■ PROBLEM DETAILS
Take each line of the data that contains the string "SessionRepository" and copy it.

Stored entries:
---

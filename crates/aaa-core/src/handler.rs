//! Entry points used by the protocol bridge
//!
//! [`AccountingDispatcher`] applies decoded accounting requests to the
//! session and accounting repositories. [`AdmissionControl`] decides whether
//! an authenticated account may open another session.

use crate::accounting::AccountingRepository;
use crate::error::{Error, Result};
use crate::metrics::AaaMetrics;
use crate::model::{Account, AccountingRecord, OnlineSession};
use crate::profile_cache::ProfileCache;
use crate::session::SessionRepository;
use crate::settings::SettingsStore;
use aaa_proto::{AcctRequest, AcctStatusType};
use chrono::Utc;
use std::sync::Arc;
use tracing::{debug, info, warn};

/// What a dispatched accounting request did
#[derive(Debug, Clone, PartialEq, Eq)]
pub enum AcctOutcome {
    /// Session went online
    Started,
    /// Online session counters refreshed
    Updated,
    /// Interim-Update for a session this node had not seen; it was created
    Recovered,
    /// Session closed
    Stopped,
    /// NAS restarted or shut down; this many sessions were cleared
    NasCleared(u64),
}

pub struct AccountingDispatcher {
    sessions: Arc<SessionRepository>,
    accounting: Arc<AccountingRepository>,
    metrics: Arc<AaaMetrics>,
}

impl AccountingDispatcher {
    pub fn new(
        sessions: Arc<SessionRepository>,
        accounting: Arc<AccountingRepository>,
        metrics: Arc<AaaMetrics>,
    ) -> Self {
        AccountingDispatcher {
            sessions,
            accounting,
            metrics,
        }
    }

    /// Apply one accounting request.
    ///
    /// Every failure increments the `acct_errors` counter before it is
    /// returned.
    pub async fn dispatch(&self, req: &AcctRequest) -> Result<AcctOutcome> {
        let result = match req.validate() {
            Ok(()) => self.apply(req).await,
            Err(e) => Err(Error::from(e)),
        };

        if let Err(ref e) = result {
            self.metrics.inc_acct_errors();
            warn!(
                status = ?req.status,
                session_id = %req.session_id,
                username = %req.username,
                error = %e,
                "Accounting request failed"
            );
        }
        result
    }

    async fn apply(&self, req: &AcctRequest) -> Result<AcctOutcome> {
        match req.status {
            AcctStatusType::Start => self.handle_start(req).await,
            AcctStatusType::InterimUpdate => self.handle_interim(req).await,
            AcctStatusType::Stop => self.handle_stop(req).await,
            AcctStatusType::AccountingOn | AcctStatusType::AccountingOff => {
                self.handle_nas_status(req).await
            }
        }
    }

    async fn handle_start(&self, req: &AcctRequest) -> Result<AcctOutcome> {
        let session = session_from_request(req);

        // A retransmitted Start refreshes the existing row instead of
        // opening a second accounting record
        if self.sessions.exists(&req.session_id).await? {
            debug!(session_id = %req.session_id, "Duplicate Start, refreshing session");
            self.sessions.update(&session).await?;
            return Ok(AcctOutcome::Updated);
        }

        let session = self.sessions.create(session).await?;
        self.accounting
            .create(AccountingRecord::from(&session))
            .await?;
        self.metrics.inc_online();

        info!(
            session_id = %session.acct_session_id,
            username = %session.username,
            nas_addr = %session.nas_addr,
            "Session started"
        );
        Ok(AcctOutcome::Started)
    }

    async fn handle_interim(&self, req: &AcctRequest) -> Result<AcctOutcome> {
        let session = session_from_request(req);

        match self.sessions.update(&session).await {
            Ok(()) => Ok(AcctOutcome::Updated),
            Err(e) if e.is_not_found() => {
                warn!(
                    session_id = %req.session_id,
                    username = %req.username,
                    "Interim-Update for unknown session, creating it"
                );
                self.sessions.create(session).await?;
                Ok(AcctOutcome::Recovered)
            }
            Err(e) => Err(e),
        }
    }

    async fn handle_stop(&self, req: &AcctRequest) -> Result<AcctOutcome> {
        // The online row goes regardless of whether history can be closed
        self.sessions.delete(&req.session_id).await?;

        let mut record = AccountingRecord::from(&session_from_request(req));
        record.acct_terminate_cause = req.terminate_cause.map(|cause| cause.as_u32());
        record.acct_stop_time = Some(Utc::now());
        self.accounting.update_stop(&req.session_id, &record).await?;
        self.metrics.inc_offline();

        info!(
            session_id = %req.session_id,
            username = %req.username,
            session_time = req.session_time,
            "Session stopped"
        );
        Ok(AcctOutcome::Stopped)
    }

    async fn handle_nas_status(&self, req: &AcctRequest) -> Result<AcctOutcome> {
        let cleared = self
            .sessions
            .batch_delete_by_nas(&req.nas_addr, &req.nas_id)
            .await?;
        info!(
            status = ?req.status,
            nas_addr = %req.nas_addr,
            nas_id = %req.nas_id,
            cleared,
            "NAS accounting status, online sessions cleared"
        );
        Ok(AcctOutcome::NasCleared(cleared))
    }
}

impl std::fmt::Debug for AccountingDispatcher {
    fn fmt(&self, f: &mut std::fmt::Formatter<'_>) -> std::fmt::Result {
        f.debug_struct("AccountingDispatcher")
            .field("sessions", &self.sessions)
            .field("accounting", &self.accounting)
            .finish()
    }
}

/// Online row for the session an accounting request describes
pub fn session_from_request(req: &AcctRequest) -> OnlineSession {
    let mut session =
        SessionRepository::new_session(&req.session_id, &req.username, req.session_time);
    session.nas_addr = req.nas_addr.clone();
    session.nas_id = req.nas_id.clone();
    session.nas_port_id = req.nas_port_id.clone();
    session.framed_ipaddr = req.framed_ipaddr.clone();
    session.mac_addr = req.mac_addr.clone();
    session.acct_input_total = req.input_total();
    session.acct_output_total = req.output_total();
    session.acct_input_packets = req.input_packets;
    session.acct_output_packets = req.output_packets;
    session
}

/// Admission decision for an authenticated account
#[derive(Debug, Clone, PartialEq, Eq)]
pub enum Admission {
    Accept,
    Reject(String),
}

impl Admission {
    pub fn is_accept(&self) -> bool {
        matches!(self, Admission::Accept)
    }
}

pub struct AdmissionControl {
    sessions: Arc<SessionRepository>,
    profiles: Option<Arc<ProfileCache>>,
    metrics: Arc<AaaMetrics>,
    settings: Option<Arc<SettingsStore>>,
}

impl AdmissionControl {
    pub fn new(
        sessions: Arc<SessionRepository>,
        profiles: Option<Arc<ProfileCache>>,
        metrics: Arc<AaaMetrics>,
    ) -> Self {
        AdmissionControl {
            sessions,
            profiles,
            metrics,
            settings: None,
        }
    }

    /// Hold rejects for `radius.reject_delay_secs` before returning them.
    pub fn with_settings(mut self, settings: Arc<SettingsStore>) -> Self {
        self.settings = Some(settings);
        self
    }

    /// Check status, expiry and the concurrent-session limit.
    ///
    /// A request that cannot be decided because storage failed is counted
    /// as dropped and the error is returned.
    pub async fn check(&self, account: &Account) -> Result<Admission> {
        let decision = match self.decide(account).await {
            Ok(decision) => decision,
            Err(e) => {
                self.metrics.inc_drop();
                warn!(username = %account.username, error = %e, "Admission undecided, dropping request");
                return Err(e);
            }
        };

        match decision {
            Admission::Accept => self.metrics.inc_accept(),
            Admission::Reject(ref reason) => {
                self.metrics.inc_reject();
                debug!(username = %account.username, reason = %reason, "Admission rejected");
                let delay = self
                    .settings
                    .as_ref()
                    .map(|settings| settings.reject_delay())
                    .unwrap_or_default();
                if !delay.is_zero() {
                    tokio::time::sleep(delay).await;
                }
            }
        }
        Ok(decision)
    }

    async fn decide(&self, account: &Account) -> Result<Admission> {
        if account.status.eq_ignore_ascii_case("disabled") {
            return Ok(Admission::Reject("account disabled".to_string()));
        }
        if account.is_expired(Utc::now()) {
            return Ok(Admission::Reject("account expired".to_string()));
        }

        let limit = account
            .effective_active_num(self.profiles.as_deref())
            .await;
        if limit <= 0 {
            return Ok(Admission::Accept);
        }

        let online = self.sessions.count_by_username(&account.username).await?;
        if online >= i64::from(limit) {
            return Ok(Admission::Reject(format!(
                "concurrent session limit reached ({}/{})",
                online, limit
            )));
        }
        Ok(Admission::Accept)
    }
}

impl std::fmt::Debug for AdmissionControl {
    fn fmt(&self, f: &mut std::fmt::Formatter<'_>) -> std::fmt::Result {
        f.debug_struct("AdmissionControl")
            .field("profiles", &self.profiles.is_some())
            .finish()
    }
}
//! AAA policy and accounting core
//!
//! This crate sits behind a RADIUS protocol bridge. It resolves the
//! effective service policy of an account, enforces concurrent-session
//! limits, and keeps online sessions and accounting history consistent
//! across the accounting lifecycle.
//!
//! # Features
//!
//! - Static and dynamic account/profile linkage with per-account overrides
//! - Read-through profile cache with a background sweeper
//! - Short-lived per-user session count cache for admission control
//! - Exact 64-bit byte totals from wrapped 32-bit counters
//! - Schema-validated runtime settings
//! - In-memory storage, PostgreSQL with the `postgres` feature
//!
//! # Example
//!
//! ```rust,no_run
//! use aaa_core::{AaaService, Admission, CoreConfig};
//! use aaa_core::model::{Account, ProfileLinkMode};
//!
//! #[tokio::main]
//! async fn main() -> Result<(), Box<dyn std::error::Error>> {
//!     let config = CoreConfig::default();
//!     let (service, _store) = AaaService::in_memory(&config).await?;
//!
//!     let account = Account::new(1, "alice", 1).with_link_mode(ProfileLinkMode::Dynamic);
//!     let policy = account.effective_policy(Some(&service.profiles)).await;
//!     println!("up rate: {} Kbps", policy.up_rate);
//!
//!     if let Admission::Reject(reason) = service.admission.check(&account).await? {
//!         println!("rejected: {}", reason);
//!     }
//!
//!     service.shutdown().await;
//!     Ok(())
//! }
//! ```

pub mod accounting;
pub mod cache;
pub mod config;
pub mod error;
pub mod handler;
pub mod metrics;
pub mod model;
pub mod policy;
pub mod profile_cache;
pub mod service;
pub mod session;
pub mod settings;
pub mod store;

pub use accounting::AccountingRepository;
pub use cache::{CacheStats, TimedCache};
pub use config::{ConfigError, CoreConfig, PostgresConfig};
pub use error::{Error, Result, StoreError};
pub use handler::{AccountingDispatcher, AcctOutcome, Admission, AdmissionControl};
pub use metrics::{AaaMetrics, MetricsSnapshot};
pub use policy::{apply_link_mode, EffectivePolicy};
pub use profile_cache::{ProfileCache, ProfileCacheConfig, ProfileCacheStats};
pub use service::{AaaService, Storage};
pub use session::SessionRepository;
pub use settings::SettingsStore;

---

■ REPLY TO THE TASK
use crate::session::SessionRepository;
    sessions: Arc<SessionRepository>,
        sessions: Arc<SessionRepository>,
        SessionRepository::new_session(&req.session_id, &req.username, req.session_time);
    sessions: Arc<SessionRepository>,
        sessions: Arc<SessionRepository>,
pub use session::SessionRepository;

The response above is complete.